Serum microRNA-based prediction of responsiveness to eribulin in metastatic breast cancer.

The identification of biomarkers for predicting the responsiveness to eribulin in patients with metastatic breast cancer pretreated with an anthracycline and a taxane remains an unmet need. Here, we established a serum microRNA (miRNA)-based prediction model for the emergence of new distant metastases after eribulin treatment. Serum samples were collected from metastatic breast cancer patients prior to eribulin treatment and comprehensively evaluated by miRNA microarray. The prediction model for estimating eribulin efficacy was established using the logistic LASSO regression model. Serum samples were collected from 147 patients, of which 52 developed at least one new distant metastasis after eribulin monotherapy and 95 did not develop new distant metastases.
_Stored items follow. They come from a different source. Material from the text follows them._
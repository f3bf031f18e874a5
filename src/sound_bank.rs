//! The fixed table of pads: trigger key, display title, identifier and audio resource.

use std::fmt;
use std::path::{Path, PathBuf};

use crate::audio_engine::constants::NUM_PADS;

/// A keyboard character bound to one pad.
///
/// Only the nine configured letters can be represented; construction
/// normalizes to uppercase.
#[derive(Debug, Clone, Copy, PartialEq, Eq, Hash, PartialOrd, Ord)]
pub struct TriggerKey(char);

impl TriggerKey {
    /// Normalizes `c` to uppercase and returns the key if a pad is bound to it.
    pub fn from_char(c: char) -> Option<Self> {
        let mut upper = c.to_uppercase();
        let (Some(key), None) = (upper.next(), upper.next()) else {
            return None;
        };
        SOUND_BANK
            .iter()
            .map(|entry| entry.key)
            .find(|candidate| candidate.0 == key)
    }

    pub fn as_char(self) -> char {
        self.0
    }

    /// Position of the pad in grid order (row-major).
    pub fn pad_index(self) -> usize {
        SOUND_BANK
            .iter()
            .position(|entry| entry.key == self)
            .unwrap_or_default()
    }

    /// The sound entry bound to this key.
    pub fn entry(self) -> &'static SoundEntry {
        &SOUND_BANK[self.pad_index()]
    }
}

impl fmt::Display for TriggerKey {
    fn fmt(&self, f: &mut fmt::Formatter<'_>) -> fmt::Result {
        write!(f, "{}", self.0)
    }
}

/// Immutable metadata for one pad.
#[derive(Debug, PartialEq, Eq)]
pub struct SoundEntry {
    pub key: TriggerKey,
    pub title: &'static str,
    pub id: &'static str,
    pub source: &'static str,
}

/// Extensions tried, in order, when the listed file is not on disk.
const FALLBACK_EXTENSIONS: [&str; 3] = ["wav", "flac", "ogg"];

impl SoundEntry {
    /// Final path segment of the resource location, e.g. `Heater-1.mp3`.
    pub fn file_name(&self) -> &'static str {
        self.source.rsplit('/').next().unwrap_or(self.source)
    }

    /// Finds this entry's sample inside `dir`.
    ///
    /// The resource's own file name wins; otherwise a file with the same stem
    /// and a common lossless or open extension is accepted.
    pub fn resolve_in(&self, dir: &Path) -> Option<PathBuf> {
        let exact = dir.join(self.file_name());
        if exact.is_file() {
            return Some(exact);
        }

        FALLBACK_EXTENSIONS
            .iter()
            .map(|ext| exact.with_extension(ext))
            .find(|candidate| candidate.is_file())
    }
}

/// All pads, in grid order.
pub static SOUND_BANK: [SoundEntry; NUM_PADS] = [
    SoundEntry {
        key: TriggerKey('Q'),
        title: "Heater 1",
        id: "heater_1",
        source: "https://s3.amazonaws.com/freecodecamp/drums/Heater-1.mp3",
    },
    SoundEntry {
        key: TriggerKey('W'),
        title: "Heater 2",
        id: "heater_2",
        source: "https://s3.amazonaws.com/freecodecamp/drums/Heater-2.mp3",
    },
    SoundEntry {
        key: TriggerKey('E'),
        title: "Heater 3",
        id: "heater_3",
        source: "https://s3.amazonaws.com/freecodecamp/drums/Heater-3.mp3",
    },
    SoundEntry {
        key: TriggerKey('A'),
        title: "Heater 4",
        id: "heater_4",
        source: "https://s3.amazonaws.com/freecodecamp/drums/Heater-4_1.mp3",
    },
    SoundEntry {
        key: TriggerKey('S'),
        title: "Heater 6",
        id: "heater_6",
        source: "https://s3.amazonaws.com/freecodecamp/drums/Heater-6.mp3",
    },
    SoundEntry {
        key: TriggerKey('D'),
        title: "Open HH",
        id: "open_hh",
        source: "https://s3.amazonaws.com/freecodecamp/drums/Dsc_Oh.mp3",
    },
    SoundEntry {
        key: TriggerKey('Z'),
        title: "Kick n Hat",
        id: "kick_in_hat",
        source: "https://s3.amazonaws.com/freecodecamp/drums/Kick_n_Hat.mp3",
    },
    SoundEntry {
        key: TriggerKey('X'),
        title: "Kick",
        id: "kick",
        source: "https://s3.amazonaws.com/freecodecamp/drums/RP4_KICK_1.mp3",
    },
    SoundEntry {
        key: TriggerKey('C'),
        title: "Closed HH",
        id: "closed_hh",
        source: "https://s3.amazonaws.com/freecodecamp/drums/Cev_H2.mp3",
    },
];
A combination of eight serum miRNAs (miR-4483, miR-8089, miR-4755-3p, miR-296-3p, miR-575, miR-4710, miR-5698 and miR-3160-5p) predicted the appearance of new distant metastases with an area under the curve of 0.79, sensitivity of 0.69 and specificity of 0.82. The serum levels of miR-8089 and miR-5698 were significantly associated with overall survival after the initiation of eribulin treatment. The present study provides evidence that serum miRNA profiling may serve as a biomarker for the responsiveness to eribulin and for predicting the development of new distant metastases in metastatic breast cancer.